Break in an otherwise ascending or descending order of string pitches

Reentrant tuning is a tuning of a stringed instrument in which the strings (or the courses) are not arranged in a continuous order from lowest pitch to highest pitch or from highest to lowest. Instead, at least one string is tuned to a pitch that breaks the otherwise ascending or descending sequence; this discontinuity is known as a re-entry.

Most re-entrant tunings contain only one re-entry. For example, in the ukulele the re-entry occurs between the third and fourth strings, whereas in the Venezuelan cuatro it occurs between the first and second strings.

== Instruments ==
Instruments usually tuned in this way include:
- Baroque (5-course) guitar
- Five-string banjo
- Charango
- Cittern
- Venezuelan Cuatro
- Laouto
- Lirone
- Mexican Guitarrón
- Mexican vihuela
- Rajão
- Sitar
- Theorbo
- Tonkori
- Soprano and concert ukuleles
- Tres Cubano/Cuban Tres

Instruments often (but not always) re-entrantly tuned include:
- Tenor guitar
- Ten string classical guitar
- Tenor and Baritone (occasionally) ukuleles
- 10-bass Gibson Style U Harp guitar

Instruments not usually considered re-entrant, but which have common re-entrant alternate tunings:
- Guitar (Nashville tuning and Joe Beck's alto guitar tuning)
- Pedal steel guitar (C6 tuning and E9 tuning)

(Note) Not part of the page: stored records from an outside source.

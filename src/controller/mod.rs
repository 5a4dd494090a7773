//! Controller - headless command front-end
//!
//! Turns typed commands into engine and API calls and renders the results
//! as text. It is a consumer of the core and holds no playback authority.
//! It is organized into submodules by responsibility:
//!
//! - `input`: command parsing
//! - `playback`: transport, queue and enhancement commands
//! - `navigation`: search, trending, lyrics, likes and account commands
//! - `player_events`: rendering engine events for the console

mod input;
mod navigation;
mod playback;
mod player_events;

use std::sync::Arc;

use tokio::sync::Mutex;

use crate::audio::SpectrumVisualizer;
use crate::context::PlayerContext;
use crate::engine::PlaybackEngine;
use crate::error::{Error, Result};
use crate::model::TrackDescriptor;

pub use input::{Command, EqCommand, FadeCommand, HELP, VizCommand};

#[derive(Clone)]
pub struct AppController {
    pub(crate) engine: PlaybackEngine,
    pub(crate) ctx: PlayerContext,
    pub(crate) visualizer: Option<Arc<SpectrumVisualizer>>,
    /// Tracks from the last listing, addressed by number
    pub(crate) listing: Arc<Mutex<Vec<TrackDescriptor>>>,
}

impl AppController {
    pub fn new(ctx: PlayerContext, engine: PlaybackEngine) -> Self {
        let visualizer = engine
            .signal_tap()
            .map(|tap| Arc::new(SpectrumVisualizer::new(tap, ctx.config.visualizer_interval())));
        if visualizer.is_none() {
            tracing::warn!("Visualizer disabled, no audio graph");
        }

        Self {
            engine,
            ctx,
            visualizer,
            listing: Arc::new(Mutex::new(Vec::new())),
        }
    }

    pub fn engine(&self) -> &PlaybackEngine {
        &self.engine
    }

    /// Run one command and return what to print.
    pub async fn execute(&self, command: Command) -> Result<String> {
        tracing::debug!(?command, "Executing command");
        match command {
            Command::Search(query) => self.search(&query).await,
            Command::Trending => self.trending().await,
            Command::Lyrics => self.lyrics().await,
            Command::Like => self.like_current().await,
            Command::Likes => self.list_likes().await,
            Command::Sync => self.sync_likes().await,
            Command::Login { username, password } => self.login(&username, &password).await,
            Command::Logout => self.logout().await,
            Command::Status => Ok(self.status().await),
            Command::Help => Ok(HELP.to_string()),
            Command::Quit => Ok("Bye".to_string()),
            other => self.playback_command(other).await,
        }
    }

    pub(crate) async fn listed(&self, index: usize) -> Result<TrackDescriptor> {
        self.listing
            .lock()
            .await
            .get(index)
            .cloned()
            .ok_or(Error::InvalidQuery)
    }

    pub(crate) async fn set_listing(&self, tracks: Vec<TrackDescriptor>) -> String {
        let text = format_tracks(&tracks);
        *self.listing.lock().await = tracks;
        text
    }

    pub fn format_error(error: &Error) -> String {
        match error {
            Error::StreamUnavailable { .. } => "This track cannot be streamed right now.".to_string(),
            Error::SessionExpired => "Session expired. Please login again.".to_string(),
            Error::Http { status: 401 | 403, .. } => "Not logged in. Use 'login <user> <password>'.".to_string(),
            Error::Http { status: 429, .. } => "Rate limited. Please wait a moment.".to_string(),
            Error::Http { status, .. } if *status >= 500 => "The music service is having trouble.".to_string(),
            Error::Transport(_) => "Could not reach the music service.".to_string(),
            Error::AudioGraph(_) => "Audio enhancements are not available on this output.".to_string(),
            Error::InvalidQuery => "Nothing there. List some tracks first.".to_string(),
            other => format!("Error: {}", other),
        }
    }
}

pub(crate) fn format_duration(seconds: u64) -> String {
    format!("{}:{:02}", seconds / 60, seconds % 60)
}

pub(crate) fn format_track(track: &TrackDescriptor) -> String {
    let mut line = format!("{} - {}", track.title, track.artist);
    if track.has_known_duration() {
        line.push_str(&format!(" ({})", format_duration(u64::from(track.duration))));
    }
    line
}

pub(crate) fn format_tracks(tracks: &[TrackDescriptor]) -> String {
    if tracks.is_empty() {
        return "No tracks".to_string();
    }
    tracks
        .iter()
        .enumerate()
        .map(|(i, track)| format!("{:>3}. {}", i + 1, format_track(track)))
        .collect::<Vec<_>>()
        .join("\n")
}
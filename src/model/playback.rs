//! Playback-related types and position tracking

use std::time::Duration;

use chrono::{DateTime, Utc};
use tokio::time::Instant;

use super::track::TrackDescriptor;
use super::types::{PlaybackState, RepeatMode};

/// Position clock for a source, extrapolated from the last known anchor
#[derive(Clone, Debug)]
pub struct PlaybackTiming {
    pub position_ms: u64,
    pub last_update: Instant,
    pub is_playing: bool,
    /// 0 when the length is unknown
    pub duration_ms: u64,
}

impl PlaybackTiming {
    pub fn new(duration: Option<Duration>) -> Self {
        Self {
            position_ms: 0,
            last_update: Instant::now(),
            is_playing: false,
            duration_ms: duration.map(|d| d.as_millis() as u64).unwrap_or(0),
        }
    }

    pub fn current_position_ms(&self) -> u64 {
        let position = if self.is_playing {
            let elapsed = self.last_update.elapsed().as_millis() as u64;
            self.position_ms.saturating_add(elapsed)
        } else {
            self.position_ms
        };

        if self.duration_ms > 0 {
            position.min(self.duration_ms)
        } else {
            position
        }
    }

    pub fn current_position(&self) -> Duration {
        Duration::from_millis(self.current_position_ms())
    }

    /// Time left before the end, if the length is known
    pub fn remaining(&self) -> Option<Duration> {
        (self.duration_ms > 0)
            .then(|| Duration::from_millis(self.duration_ms.saturating_sub(self.current_position_ms())))
    }

    pub fn update_position(&mut self, new_position_ms: u64, is_playing: bool) {
        self.position_ms = if self.duration_ms > 0 {
            new_position_ms.min(self.duration_ms)
        } else {
            new_position_ms
        };
        self.last_update = Instant::now();
        self.is_playing = is_playing;
    }

    pub fn resume(&mut self) {
        let position = self.current_position_ms();
        self.update_position(position, true);
    }

    pub fn pause(&mut self) {
        let position = self.current_position_ms();
        self.update_position(position, false);
    }
}

/// Everything a front-end needs to render the player
#[derive(Clone, Debug, Default)]
pub struct PlaybackSnapshot {
    pub state: PlaybackState,
    pub track: Option<TrackDescriptor>,
    pub position: Duration,
    pub duration: Duration,
    pub volume: f32,
    pub shuffle: bool,
    pub repeat: RepeatMode,
    pub queue_len: usize,
    pub cursor: isize,
    pub sleep_timer_expires: Option<DateTime<Utc>>,
}

impl PlaybackSnapshot {
    pub fn progress_percent(&self) -> f32 {
        if self.duration.is_zero() {
            0.0
        } else {
            (self.position.as_secs_f32() / self.duration.as_secs_f32() * 100.0).clamp(0.0, 100.0)
        }
    }
}
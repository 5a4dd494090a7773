//! Audio side of the player
//!
//! - `output`: the output seam, its render stage and the headless clock-driven output
//! - `equalizer`: ten peaking bands and the preset table
//! - `crossfade`: fade settings and the mix-stage ramps
//! - `chain`: the enhancement graph tying the bands and mix stage together
//! - `visualizer`: FFT spectrum bars read from the chain's output tap

pub mod chain;
pub mod crossfade;
pub mod equalizer;
pub mod output;
pub mod visualizer;

pub use chain::EnhancementChain;
pub use crossfade::{Crossfade, CrossfadeSettings};
pub use equalizer::{EQ_BANDS, EqualizerSettings, PRESETS, Preset};
pub use output::{AudioOutput, HeadlessOutput, OutputEvent, RenderStage, SourceId};
pub use visualizer::{SignalTap, SpectrumFrame, SpectrumVisualizer};
//! Expiring response caches for catalog lookups
//!
//! Every network-backed lookup goes through a [`TtlCache`]. Expiry is lazy:
//! nothing sweeps in the background, a stale entry is dropped the moment it
//! is read.

use std::collections::{HashMap, VecDeque};
use std::time::Duration;

use parking_lot::Mutex;
use serde::{de::DeserializeOwned, Serialize};
use serde_json::Value;
use tokio::time::Instant;

pub const CACHE_TTL: Duration = Duration::from_secs(5 * 60);
pub const CACHE_CAPACITY: usize = 100;

#[derive(Clone, Debug)]
pub struct CacheEntry<T> {
    pub value: T,
    pub inserted_at: Instant,
}

impl<T> CacheEntry<T> {
    pub fn is_valid(&self, now: Instant, ttl: Duration) -> bool {
        now.saturating_duration_since(self.inserted_at) < ttl
    }
}

/// Bounded key/value store with time-based expiry.
///
/// Capacity eviction drops the oldest *inserted* key, regardless of how
/// recently it was read or whether it is still valid. Overwriting a key
/// refreshes its timestamp but keeps its place in the insertion order.
#[derive(Debug)]
pub struct TtlCache<T> {
    entries: HashMap<String, CacheEntry<T>>,
    order: VecDeque<String>,
    ttl: Duration,
    capacity: usize,
}

impl<T: Clone> TtlCache<T> {
    pub fn new() -> Self {
        Self::with_limits(CACHE_TTL, CACHE_CAPACITY)
    }

    pub fn with_limits(ttl: Duration, capacity: usize) -> Self {
        Self {
            entries: HashMap::new(),
            order: VecDeque::new(),
            ttl,
            capacity: capacity.max(1),
        }
    }

    pub fn get(&mut self, key: &str) -> Option<T> {
        let now = Instant::now();
        match self.entries.get(key) {
            Some(entry) if entry.is_valid(now, self.ttl) => Some(entry.value.clone()),
            Some(_) => {
                tracing::trace!(key, "Cache entry expired");
                self.remove(key);
                None
            }
            None => None,
        }
    }

    pub fn set(&mut self, key: impl Into<String>, value: T) {
        let key = key.into();
        let entry = CacheEntry {
            value,
            inserted_at: Instant::now(),
        };
        if self.entries.insert(key.clone(), entry).is_none() {
            self.order.push_back(key);
        }

        if self.entries.len() > self.capacity {
            if let Some(oldest) = self.order.pop_front() {
                tracing::trace!(key = %oldest, "Cache over capacity, evicting oldest entry");
                self.entries.remove(&oldest);
            }
        }
    }

    pub fn remove(&mut self, key: &str) -> Option<T> {
        let removed = self.entries.remove(key)?;
        self.order.retain(|k| k != key);
        Some(removed.value)
    }

    pub fn clear(&mut self) {
        self.entries.clear();
        self.order.clear();
    }

    pub fn len(&self) -> usize {
        self.entries.len()
    }

    pub fn is_empty(&self) -> bool {
        self.entries.is_empty()
    }
}

impl<T: Clone> Default for TtlCache<T> {
    fn default() -> Self {
        Self::new()
    }
}

/// Logical resource classes, one cache instance each
#[derive(Clone, Copy, Debug, PartialEq, Eq)]
pub enum ResourceKind {
    /// Search results and related-track lists share this instance
    Search,
    Trending,
    Lyrics,
    Streams,
    ArtistInfo,
    AlbumInfo,
}

/// Namespaced key so one instance can serve several lookup types.
pub fn cache_key(namespace: &str, id: &str) -> String {
    format!("{}_{}", namespace, id)
}

/// The set of JSON response caches used by the API client.
///
/// Values are kept as raw JSON and decoded on read; an entry that no longer
/// decodes is discarded and reported as a miss.
#[derive(Default)]
pub struct ResponseCaches {
    search: Mutex<TtlCache<Value>>,
    trending: Mutex<TtlCache<Value>>,
    lyrics: Mutex<TtlCache<Value>>,
    streams: Mutex<TtlCache<Value>>,
    artist_info: Mutex<TtlCache<Value>>,
    album_info: Mutex<TtlCache<Value>>,
}

impl ResponseCaches {
    pub fn new() -> Self {
        Self::default()
    }

    fn instance(&self, kind: ResourceKind) -> &Mutex<TtlCache<Value>> {
        match kind {
            ResourceKind::Search => &self.search,
            ResourceKind::Trending => &self.trending,
            ResourceKind::Lyrics => &self.lyrics,
            ResourceKind::Streams => &self.streams,
            ResourceKind::ArtistInfo => &self.artist_info,
            ResourceKind::AlbumInfo => &self.album_info,
        }
    }

    pub fn get<T: DeserializeOwned>(&self, kind: ResourceKind, key: &str) -> Option<T> {
        let mut cache = self.instance(kind).lock();
        let raw = cache.get(key)?;
        match serde_json::from_value(raw) {
            Ok(value) => {
                tracing::trace!(?kind, key, "Cache hit");
                Some(value)
            }
            Err(e) => {
                tracing::warn!(?kind, key, error = %e, "Discarding undecodable cache entry");
                cache.remove(key);
                None
            }
        }
    }

    pub fn set<T: Serialize>(&self, kind: ResourceKind, key: impl Into<String>, value: &T) {
        let key = key.into();
        match serde_json::to_value(value) {
            Ok(raw) => self.instance(kind).lock().set(key, raw),
            Err(e) => tracing::warn!(?kind, key = %key, error = %e, "Value not cacheable"),
        }
    }

    pub fn set_raw(&self, kind: ResourceKind, key: impl Into<String>, value: Value) {
        self.instance(kind).lock().set(key, value);
    }

    pub fn invalidate(&self, kind: ResourceKind, key: &str) {
        self.instance(kind).lock().remove(key);
    }

    pub fn len(&self, kind: ResourceKind) -> usize {
        self.instance(kind).lock().len()
    }
}

#[cfg(test)]
mod tests {
    use super::*;
    use serde_json::json;

    #[tokio::test(start_paused = true)]
    async fn value_is_returned_until_ttl_elapses() {
        let mut cache = TtlCache::new();
        cache.set("search_lofi", 42u32);
        assert_eq!(cache.get("search_lofi"), Some(42));

        tokio::time::advance(CACHE_TTL - Duration::from_millis(1)).await;
        assert_eq!(cache.get("search_lofi"), Some(42));

        tokio::time::advance(Duration::from_millis(1)).await;
        assert_eq!(cache.get("search_lofi"), None);
        assert!(cache.is_empty(), "stale entry is deleted on read");
    }

    #[test]
    fn over_capacity_drops_first_inserted_key() {
        let mut cache = TtlCache::new();
        for i in 0..=CACHE_CAPACITY {
            cache.set(format!("k{}", i), i);
        }

        assert_eq!(cache.len(), CACHE_CAPACITY);
        assert_eq!(cache.get("k0"), None);
        for i in 1..=CACHE_CAPACITY {
            assert_eq!(cache.get(&format!("k{}", i)), Some(i));
        }
    }

    #[test]
    fn eviction_ignores_read_recency() {
        let mut cache = TtlCache::with_limits(CACHE_TTL, 2);
        cache.set("a", 1);
        cache.set("b", 2);
        assert_eq!(cache.get("a"), Some(1));
        cache.set("c", 3);

        assert_eq!(cache.get("a"), None);
        assert_eq!(cache.get("b"), Some(2));
        assert_eq!(cache.get("c"), Some(3));
    }

    #[tokio::test(start_paused = true)]
    async fn overwrite_refreshes_timestamp() {
        let mut cache = TtlCache::new();
        cache.set("k", 1);
        tokio::time::advance(Duration::from_secs(200)).await;
        cache.set("k", 2);
        tokio::time::advance(Duration::from_secs(200)).await;
        assert_eq!(cache.get("k"), Some(2));
        assert_eq!(cache.len(), 1);
    }

    #[test]
    fn namespaced_keys_do_not_collide() {
        let caches = ResponseCaches::new();
        caches.set(ResourceKind::Search, cache_key("search", "abc"), &vec!["s".to_string()]);
        caches.set(ResourceKind::Search, cache_key("related", "abc"), &vec!["r".to_string()]);

        let search: Vec<String> = caches.get(ResourceKind::Search, "search_abc").unwrap();
        let related: Vec<String> = caches.get(ResourceKind::Search, "related_abc").unwrap();
        assert_eq!(search, vec!["s"]);
        assert_eq!(related, vec!["r"]);
    }

    #[test]
    fn undecodable_entry_is_a_miss_and_is_discarded() {
        let caches = ResponseCaches::new();
        caches.set_raw(ResourceKind::Lyrics, "lyrics_1", json!({"unexpected": true}));

        let lyrics: Option<String> = caches.get(ResourceKind::Lyrics, "lyrics_1");
        assert_eq!(lyrics, None);
        assert_eq!(caches.len(ResourceKind::Lyrics), 0);
    }
}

The standard tunings for instruments with multi-string courses, such as the twelve-string guitar, eight-string bass, or Colombian tiple are not considered re-entrant, as the principal strings of each course are ordered from lowest to highest.

===Ukulele===

Ukuleles other than the tenor and baritone are most commonly tuned in re-entrant fashion; the tenor often is as well, and occasionally the baritone. These conventional re-entrant tunings G_{4}–C_{4}–E_{4}–A_{4} are sometimes known as high 4th tunings or high G tuning.

Non-re-entrant tunings, also known as low 4th tunings, exist for these instruments.

===Charango===

Charango tuning

The Andean charango, a small 5-course, 10-string guitar frequently made from an armadillo shell, is most usually tuned in re-entrant fashion, with re-entry before and after the octave strung third course.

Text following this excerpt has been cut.